Test Interpretation: How over-measuring helped us discover a hidden 198% increase in leads

By Jon Powell On Mar 6, 2013

Online testing is an exciting venture. While it requires a number of up-front resources and a somewhat long-term commitment, it really can transform your company’s earned media online into a living laboratory for building customer theory.
I’ve learned a few critical lessons in my journey into online testing, and this one is likely the most important.

Tests never perform as expected

We believe as long as we get a test set up and live, that one version will be performing much better than the other, and everything will be easy to figure out. In fact, we don’t just expect this for the final test result, we expect it for the daily results, too, like this graph:

Example #1: Real daily test results from an archived test

In the graph above, Treatment 1B is mostly beating the control, both lines are generally going up and down together, and the results seem to show that Treatment 1B is likely more effective.

But, what do you do when you see results like in Example #2?

Example #2: Real daily test results from an archived test

The lines trend somewhat together, but crisscross. One is winning, then the other, then back again. If one is showing a win in terms of results, can you really take it seriously after seeing this graph?

What happens if two different versions beat the control by virtually the same amount at the same time?

Example #3: Actual treatments from the same test that both significantly beat the control version by virtually the same amount of difference

I can’t recall exactly how many times this has occurred here in the laboratory, but it happens often. Tests don’t always perform the way we expect, or want them to.

You can’t rewind what’s already been played

Once you have your data and your test is closed, there’s no going back to try and get something that you need if it wasn’t already being collected.

That means if you don’t have a solid lift, chances are you won’t be able to truly distill the learning to make up for that investment of resources. Even if you have a lift, you’re not set up to understand why.

You’ve got to over-measure to truly understand

Anticipating this issue, our team set up a particular homepage test to track all the expected metrics PLUS additional channel-specific metrics (i.e., the difference in performance between referral source traffic and search-engine traffic). Keep in mind that for all three versions, we had to collect eight form fields per submission for it to be counted as a lead.

Active Network Treatment 1 — Treatment #1

Active Network Treatment 2 — Treatment #2

If you look closely, the only difference between Treatment #1 and #2 is in the primary messaging in the introductory area. Here are the results:

It appears Treatment #1 is the winner of choice for all traffic (both results are statistically significant). However, seeing some simultaneous positive results for Treatment #2, we decided to continue tracking the two treatments against each other, looking closer at the extra channel metrics we decided to track from the beginning. And here is what we discovered:

The reason why Treatment #1 results weren’t as high when accounting for all traffic is that it was performing sub-par with the referral traffic but extremely well for organic and landing page-based traffic. We found the same true with Treatment #2 when looking at performance for referral traffic sources.

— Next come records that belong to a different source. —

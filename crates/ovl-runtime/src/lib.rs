#![forbid(unsafe_code)]

//! Runtime primitives for the overlay orchestrator.
//!
//! Everything here runs on one cooperative thread and on virtual time:
//!
//! - [`scheduler`]: fixed-delay [`CancellableTask`]s and the one-per-kind
//!   [`TaskSlot`].
//! - [`animator`]: the single [`Animator`] abstraction behind every
//!   transition.
//! - [`listeners`]: observer registries iterated from snapshots.
//! - [`night_mode`]: the ambient-light [`NightModeDebouncer`].
//! - [`config`]: [`OverlayConfig`] timings and thresholds.
//! - [`clock`]: [`FrameClock`] for hosts that drive frames from a real clock.

pub mod animator;
pub mod clock;
pub mod config;
pub mod listeners;
pub mod night_mode;
pub mod scheduler;

pub use animator::{Animator, AnimatorEvent, Easing};
pub use clock::FrameClock;
pub use config::{ConfigError, OverlayConfig};
pub use listeners::{ListenerId, Listeners};
pub use night_mode::NightModeDebouncer;
pub use scheduler::{CancellableTask, Scheduler, TaskSlot};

When looking closer at how visitors were arriving from sources with sub-par performance, it made sense as Treatment #1 seemed to repeat information already understood by visitors coming in. Whereas, with Google and Landing Page Traffic, it was providing a critical introduction and understanding to the company’s offering.

Greater discoveries, gains come with more granularity of measurement

By anticipating additional discoveries through over-measuring, we were able to discover and take advantage of that larger gain by permanently setting up Treatment #1 to show to its ideal group of traffic and Treatment #2 to the referral traffic groups.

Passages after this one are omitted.